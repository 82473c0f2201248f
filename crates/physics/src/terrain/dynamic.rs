//! Dynamic terrain collision
//!
//! [`DynamicTerrain`] keeps collision geometry alive only around active
//! bodies. Each physics step it scans the bodies, updates the section
//! registry, sends out requests for missing voxel data, and turns delivered
//! snapshots into colliders. Sections nobody needs any more are destroyed
//! once they stayed unneeded for the configured removal delay.

use super::active_region::ActiveBodyScanner;
use super::collider::CollisionSynthesizer;
use super::registry::{Delivery, SectionRegistry};
use super::retirement::{Retirement, RetirementPolicy};
use super::scheduler::{
    snapshot_channel, RegionRequest, SectionRequest, SnapshotDelivery, SnapshotScheduler,
    SnapshotSink,
};
use super::layer::{LayerKey, LayerTable};
use super::section::{Layers, SectionCoord, SectionState};
use super::shape_cache::ShapeCache;
use super::voxel::VoxelWorld;
use crate::error::Result;
use crate::settings::TerrainSettings;
use crate::space::PhysicsSpace;
use crossbeam_channel::Receiver;
use glam::IVec2;
use rapier3d::prelude::ColliderHandle;
use std::collections::{BTreeMap, HashSet};
use std::sync::Arc;
use std::time::{Duration, Instant};

/// Snapshot of the engine's bookkeeping, for logging and tests
#[derive(Debug, Clone, Copy, Default, PartialEq)]
pub struct TerrainStats {
    /// Sections waiting for a request to be sent
    pub pending: usize,
    /// Sections with a request in flight
    pub in_flight: usize,
    /// Sections with data awaiting synthesis
    pub snapshots: usize,
    pub built: usize,
    /// Sections counting down to destruction
    pub retiring: usize,
    /// Terrain colliders registered in the physics space
    pub colliders: usize,
    /// Distinct baked shapes in the cache
    pub cached_shapes: usize,
    /// Duration of the last step in microseconds
    pub step_time_us: f32,
}

/// Synthesizes and retires terrain collision around active bodies
pub struct DynamicTerrain<W, S> {
    world: Arc<W>,
    scheduler: S,
    settings: TerrainSettings,
    scanner: ActiveBodyScanner,
    retirement: RetirementPolicy,
    synthesizer: CollisionSynthesizer,
    registry: SectionRegistry,
    sink: SnapshotSink,
    deliveries: Receiver<SnapshotDelivery>,
    last_step: Duration,
    destroyed: bool,
}

impl<W: VoxelWorld, S: SnapshotScheduler> DynamicTerrain<W, S> {
    /// Create an engine reading from `world` and fetching through `scheduler`
    ///
    /// # Errors
    /// Returns [`TerrainError::Settings`](crate::TerrainError::Settings) if
    /// the settings fail validation, including layer keys that name no
    /// configured layer.
    pub fn new(world: Arc<W>, scheduler: S, settings: TerrainSettings) -> Result<Self> {
        settings.validate()?;
        let layers = LayerTable::new(&settings.layers)?;
        let (sink, deliveries) = snapshot_channel();

        Ok(Self {
            world,
            scheduler,
            scanner: ActiveBodyScanner::new(settings.expand_velocity, settings.expand_constant),
            retirement: RetirementPolicy::new(settings.removal_delay()),
            synthesizer: CollisionSynthesizer::new(layers),
            settings,
            registry: SectionRegistry::new(),
            sink,
            deliveries,
            last_step: Duration::ZERO,
            destroyed: false,
        })
    }

    /// Run one step of terrain maintenance
    ///
    /// Call once per physics tick, before the space is stepped.
    pub fn on_physics_step(&mut self, space: &mut impl PhysicsSpace) {
        self.step_at(space, Instant::now());
    }

    /// Run one step of terrain maintenance at an explicit time
    pub fn step_at(&mut self, space: &mut impl PhysicsSpace, now: Instant) {
        if !self.settings.enabled || self.destroyed {
            return;
        }
        let started = Instant::now();

        let needed = self.scanner.scan(space);
        self.drain_deliveries();
        self.admit(&needed);
        self.retire(&needed, space, now);
        self.dispatch(&needed);
        self.synthesize(space);

        self.last_step = started.elapsed();
    }

    fn drain_deliveries(&mut self) {
        for SnapshotDelivery { request, result } in self.deliveries.try_iter() {
            if let Err(err) = &result {
                tracing::debug!(section = %request.coord, %err, "snapshot request failed");
            }
            if self.registry.accept(request.coord, request.ticket, result) == Delivery::Stale {
                tracing::trace!(section = %request.coord, ticket = request.ticket.0, "discarding stale snapshot");
            }
        }
    }

    fn admit(&mut self, needed: &HashSet<SectionCoord>) {
        for &coord in needed {
            match self.registry.get_mut(coord) {
                Some(section) => {
                    if RetirementPolicy::cancel(&mut section.retire_at) {
                        tracing::debug!(section = %coord, "retirement cancelled");
                    }
                }
                None if self.world.contains_section(coord) => {
                    tracing::trace!(section = %coord, "section needed");
                    self.registry.insert_pending(coord);
                }
                None => self.registry.insert_empty(coord),
            }
        }
    }

    fn retire(&mut self, needed: &HashSet<SectionCoord>, space: &mut impl PhysicsSpace, now: Instant) {
        let unwanted: Vec<SectionCoord> = self
            .registry
            .coords()
            .filter(|coord| !needed.contains(coord))
            .collect();

        for coord in unwanted {
            let Some(section) = self.registry.get_mut(coord) else {
                continue;
            };
            match self.retirement.evaluate(&mut section.retire_at, now) {
                Retirement::Armed => tracing::trace!(section = %coord, "retirement armed"),
                Retirement::Waiting => {}
                Retirement::Expired => self.destroy_section(coord, space),
            }
        }
    }

    fn destroy_section(&mut self, coord: SectionCoord, space: &mut impl PhysicsSpace) {
        let Some(section) = self.registry.remove(coord) else {
            return;
        };
        tracing::trace!(section = %coord, colliders = section.collider_count(), "destroying section");

        if let SectionState::Built(layers) = section.state {
            self.synthesizer.release_layers(layers, space);
        }
        if let Some(layers) = section.superseded {
            self.synthesizer.release_layers(layers, space);
        }
    }

    fn dispatch(&mut self, needed: &HashSet<SectionCoord>) {
        let mut wanted: Vec<SectionCoord> = self
            .registry
            .unrequested()
            .filter(|coord| needed.contains(coord))
            .collect();
        wanted.sort();

        let mut regions: BTreeMap<(i32, i32), Vec<SectionRequest>> = BTreeMap::new();
        for coord in wanted {
            if let Some(ticket) = self.registry.issue_ticket(coord) {
                let region = coord.region();
                regions
                    .entry((region.x, region.y))
                    .or_default()
                    .push(SectionRequest { coord, ticket });
            }
        }

        for ((x, z), sections) in regions {
            tracing::trace!(region = %IVec2::new(x, z), sections = sections.len(), "requesting snapshots");
            self.scheduler.schedule(
                RegionRequest {
                    region: IVec2::new(x, z),
                    sections,
                },
                self.sink.clone(),
            );
        }
    }

    fn synthesize(&mut self, space: &mut impl PhysicsSpace) {
        for (coord, snapshot) in self.registry.take_dirty() {
            let layers = match self.synthesizer.build(coord, &snapshot, space) {
                Ok(layers) => layers,
                Err(err) => {
                    tracing::warn!(section = %coord, %err, "collision synthesis failed, section left empty");
                    Layers::new()
                }
            };
            if let Some(old) = self.registry.install(coord, layers) {
                self.synthesizer.release_layers(old, space);
            }
        }
    }

    /// Rebuild a section after its voxels changed
    ///
    /// Bodies touching the section are woken so they notice the change. A
    /// section that has data or colliders is requested again; its current
    /// colliders stay in place until the rebuild replaces them.
    pub fn on_section_changed(&mut self, space: &mut impl PhysicsSpace, coord: SectionCoord) {
        if self.destroyed {
            return;
        }
        space.wake_bodies_in(&coord.bounds());

        if !self.world.contains_section(coord) {
            return;
        }
        if self.registry.invalidate(coord) {
            tracing::debug!(section = %coord, "section changed, rebuilding");
        }
    }

    /// Remove every terrain collider and release every shape reference
    ///
    /// The engine does nothing on later steps.
    pub fn destroy(&mut self, space: &mut impl PhysicsSpace) {
        if self.destroyed {
            return;
        }
        self.destroyed = true;

        let sections = self.registry.drain();
        let count = sections.len();
        for (_, section) in sections {
            if let SectionState::Built(layers) = section.state {
                self.synthesizer.release_layers(layers, space);
            }
            if let Some(layers) = section.superseded {
                self.synthesizer.release_layers(layers, space);
            }
        }

        let leaked = self.synthesizer.destroy();
        tracing::debug!(sections = count, leaked, "dynamic terrain destroyed");
    }

    pub fn section_state(&self, coord: SectionCoord) -> Option<&SectionState> {
        self.registry.get(coord).map(|section| &section.state)
    }

    pub fn section_count(&self) -> usize {
        self.registry.len()
    }

    /// Section and layer a terrain collider belongs to
    pub fn owner_of(&self, collider: ColliderHandle) -> Option<(SectionCoord, LayerKey)> {
        self.registry.owner_of(collider)
    }

    /// Configured layers, indexed by key
    pub fn layers(&self) -> &LayerTable {
        self.synthesizer.layers()
    }

    pub fn shape_cache(&self) -> &ShapeCache {
        self.synthesizer.shape_cache()
    }

    pub fn settings(&self) -> &TerrainSettings {
        &self.settings
    }

    pub fn scheduler(&self) -> &S {
        &self.scheduler
    }

    pub fn scheduler_mut(&mut self) -> &mut S {
        &mut self.scheduler
    }

    pub fn stats(&self) -> TerrainStats {
        let counts = self.registry.state_counts();
        TerrainStats {
            pending: counts.pending,
            in_flight: counts.in_flight,
            snapshots: counts.snapshot,
            built: counts.built,
            retiring: counts.retiring,
            colliders: self.registry.collider_count(),
            cached_shapes: self.synthesizer.shape_cache().len(),
            step_time_us: self.last_step.as_secs_f32() * 1_000_000.0,
        }
    }
}

#[cfg(test)]
mod tests {
    use super::*;
    use crate::terrain::scheduler::InlineScheduler;
    use crate::terrain::voxel::{Voxel, VoxelShape};
    use crate::PhysicsWorld;
    use glam::{IVec3, Vec3};
    use rapier3d::prelude::*;

    /// Flat ground: solid below y = 0, nothing outside 0 <= y section < 2 or below -1
    struct Flat;

    impl VoxelWorld for Flat {
        fn contains_section(&self, coord: SectionCoord) -> bool {
            (-1..2).contains(&coord.0.y)
        }

        fn is_region_loaded(&self, _region: IVec2) -> bool {
            true
        }

        fn classify_voxel(&self, pos: IVec3) -> Voxel {
            if pos.y < 0 {
                Voxel::Solid(VoxelShape::Full)
            } else {
                Voxel::Passable
            }
        }
    }

    fn engine() -> DynamicTerrain<Flat, InlineScheduler<Flat>> {
        let world = Arc::new(Flat);
        DynamicTerrain::new(
            Arc::clone(&world),
            InlineScheduler::new(world),
            TerrainSettings::default(),
        )
        .unwrap()
    }

    fn drop_ball(space: &mut PhysicsWorld, at: Vec3) -> RigidBodyHandle {
        let body = space.add_rigid_body(
            RigidBodyBuilder::dynamic()
                .translation(vector![at.x, at.y, at.z])
                .build(),
        );
        space.add_collider(ColliderBuilder::ball(0.5).build(), body);
        space.step(1.0 / 60.0);
        body
    }

    #[test]
    fn test_new_rejects_invalid_settings() {
        let world = Arc::new(Flat);
        let settings = TerrainSettings {
            remove_in: -1.0,
            ..TerrainSettings::default()
        };
        assert!(DynamicTerrain::new(Arc::clone(&world), InlineScheduler::new(world), settings).is_err());
    }

    #[test]
    fn test_new_rejects_route_to_unknown_layer() {
        let world = Arc::new(Flat);
        let mut settings = TerrainSettings::default();
        settings.layers.by_block.insert("slab".to_owned(), "slabs".to_owned());

        let result = DynamicTerrain::new(Arc::clone(&world), InlineScheduler::new(world), settings);
        assert!(matches!(result, Err(crate::TerrainError::Settings(_))));
    }

    #[test]
    fn test_body_above_ground_builds_floor() {
        let mut space = PhysicsWorld::new(Vec3::ZERO);
        let mut terrain = engine();
        drop_ball(&mut space, Vec3::new(8.0, 0.6, 8.0));

        let now = Instant::now();
        terrain.step_at(&mut space, now);
        let floor = SectionCoord::new(0, -1, 0);
        assert!(matches!(terrain.section_state(floor), Some(SectionState::Pending { request: Some(_) })));

        terrain.step_at(&mut space, now);
        assert!(terrain.section_state(floor).unwrap().is_built());

        let stats = terrain.stats();
        assert_eq!(stats.colliders, 1);
        assert_eq!(stats.cached_shapes, 1);
        assert_eq!(stats.built, terrain.section_count());
    }

    #[test]
    fn test_out_of_extent_sections_are_never_requested() {
        let mut space = PhysicsWorld::new(Vec3::ZERO);
        let mut terrain = engine();
        drop_ball(&mut space, Vec3::new(8.0, 100.0, 8.0));

        terrain.step_at(&mut space, Instant::now());
        let above = SectionCoord::new(0, 6, 0);
        assert!(terrain.section_state(above).unwrap().is_built());
        assert_eq!(terrain.stats().in_flight, 0);
    }

    #[test]
    fn test_owner_of_resolves_terrain_colliders() {
        let mut space = PhysicsWorld::new(Vec3::ZERO);
        let mut terrain = engine();
        drop_ball(&mut space, Vec3::new(8.0, 0.6, 8.0));

        let now = Instant::now();
        terrain.step_at(&mut space, now);
        terrain.step_at(&mut space, now);

        let SectionState::Built(layers) = terrain.section_state(SectionCoord::new(0, -1, 0)).unwrap() else {
            panic!("floor not built");
        };
        let solid = terrain.layers().default_solid().clone();
        let handle = layers[&solid].colliders[0];
        assert_eq!(terrain.owner_of(handle), Some((SectionCoord::new(0, -1, 0), solid)));
    }

    #[test]
    fn test_destroy_clears_everything() {
        let mut space = PhysicsWorld::new(Vec3::ZERO);
        let mut terrain = engine();
        drop_ball(&mut space, Vec3::new(8.0, 0.6, 8.0));

        let now = Instant::now();
        terrain.step_at(&mut space, now);
        terrain.step_at(&mut space, now);
        terrain.destroy(&mut space);

        // Only the ball remains
        assert_eq!(space.collider_count(), 1);
        assert_eq!(terrain.section_count(), 0);
        assert!(terrain.shape_cache().is_empty());

        terrain.step_at(&mut space, now);
        assert_eq!(terrain.section_count(), 0);
    }
}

□ □ □ □ □ □ □

*WHAT TO PRODUCE*. Set down again, word for word, the stretch of records from the line with "let handle = layers[&solid].colliders[0];" to the line with "the ball remains", both of those lines included.

*RESPONSE*.
        let handle = layers[&solid].colliders[0];
        assert_eq!(terrain.owner_of(handle), Some((SectionCoord::new(0, -1, 0), solid)));
    }

    #[test]
    fn test_destroy_clears_everything() {
        let mut space = PhysicsWorld::new(Vec3::ZERO);
        let mut terrain = engine();
        drop_ball(&mut space, Vec3::new(8.0, 0.6, 8.0));

        let now = Instant::now();
        terrain.step_at(&mut space, now);
        terrain.step_at(&mut space, now);
        terrain.destroy(&mut space);

        // Only the ball remains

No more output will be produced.